Patients inside the chamber will notice discomfort inside their
ears as a pressure difference develops between their middle ear and the chamber atmosphere. This can be relieved by the
Valsalva maneuver or by "jaw wiggling". As the pressure increase further,
mist may form in the air inside the chamber and the air may become warm. When the patient speaks, the
tone of the
voice may increase to the level that they sound like
cartoon characters.
To reduce the pressure, a valve is opened to allow gas out of the chamber. As the pressure falls, the patient's ears may "squeak" as the pressure inside the ear equalizes with the chamber.

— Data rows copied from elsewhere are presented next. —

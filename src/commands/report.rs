use anyhow::{Context, Result};

use crosspost::config::Config;
use crosspost::models::ContentSet;
use crosspost::report::StatusReport;
use crosspost::scheduler::{CampaignSchedule, SchedulerError};
use crosspost::storage::StatusLedger;

pub async fn status(config: &Config, json: bool) -> Result<()> {
    let schedule = config.schedule_config()?;
    let content = load_content(config)?;
    let ledger = StatusLedger::open(&config.storage.ledger_path)
        .context("Failed to open status ledger")?;

    let report = StatusReport::build(&content, &ledger.snapshot()?, &schedule, schedule.today());

    if json {
        println!("{}", serde_json::to_string_pretty(&report)?);
    } else {
        print!("{}", report.display());
    }
    Ok(())
}

pub async fn schedule(config: &Config, json: bool) -> Result<()> {
    let schedule = config.schedule_config()?;
    let content = load_content(config)?;
    let calendar = CampaignSchedule::build(&content, &schedule);

    if json {
        println!("{}", serde_json::to_string_pretty(&calendar)?);
    } else {
        print!("{}", calendar.display());
    }
    Ok(())
}

pub async fn preview(config: &Config, day: u32) -> Result<()> {
    let content = load_content(config)?;
    let item = content
        .get(day)
        .ok_or_else(|| SchedulerError::day_not_found(day, content.last_day()))?;

    println!("{:=<60}", "");
    println!("  DAY {} | {}", item.day, item.targets.join(", "));
    println!("  {}", item.title);
    println!("  Tags: {}", item.tags.join(", "));
    println!("{:=<60}\n", "");
    println!("{}", item.body);
    println!("\n{:=<60}", "");
    println!("  Word count: ~{}", item.word_count());
    println!("{:=<60}", "");
    Ok(())
}

fn load_content(config: &Config) -> Result<ContentSet> {
    ContentSet::load(&config.storage.content_path).with_context(|| {
        format!(
            "Failed to load content set from {}",
            config.storage.content_path.display()
        )
    })
}
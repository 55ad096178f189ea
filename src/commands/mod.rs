pub mod daemon;
pub mod publish;
pub mod report;

// Re-export command functions for convenience
pub use daemon::daemon;
pub use publish::publish;
pub use report::{preview, schedule, status};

The temperature in the chamber will cool.
There are portable HBOT chambers, which are sometimes used for home treatment. These are usually referred to as "mild chambers", which is a reference to the lower maximum pressure of soft-sided chambers. Those commercially available in the USA go up to 4.1 PSI which is equivalent to a water depth of 11 ft. These chambers are typically not operated with 100% oxygen as the breathing gas; therefore, they are not hyperbaric oxygen therapy chambers
These chambers were originally developed and used for
altitude sickness, which is a valid application. The benefits of HBOT to a number of other off label conditions such as lyme disease, cancer, stroke, cerebral palsy, multiple sclerosis, cardiac conditions, brain injury, and other immune disorders have never been substantiated by research. Benefits of HBOT as a treatment for autism have been hypothesized, but no randomized controlled studies for this application have been published.
Initially, HBOT was developed as a treatment for
diving disorders involving bubbles of gas in the tissues, such as decompression sickness and gas embolism. The chamber cures decompression sickness and gas embolism in several ways:
* the increase in pressure in the chamber reduces the size of the gas bubbles improving transport of
blood to tissues downstream of the bubbles
* the high concentrations of oxygen breathed by the casualty are beneficial in keeping oxygen-starved tissues alive
* the high concentrations of oxygen in the tissues have the effect of removing the
nitrogen from the bubble making it smaller until it consists only of oxygen which is re-absorbed into the body
Bubbles are eventually eliminated by long exposure to pressure and high oxygen concentrations, allowing a gradual reduction of pressure back to atmospheric levels.
The
slang term for a cycle of pressurization inside the HBO chamber is "a dive".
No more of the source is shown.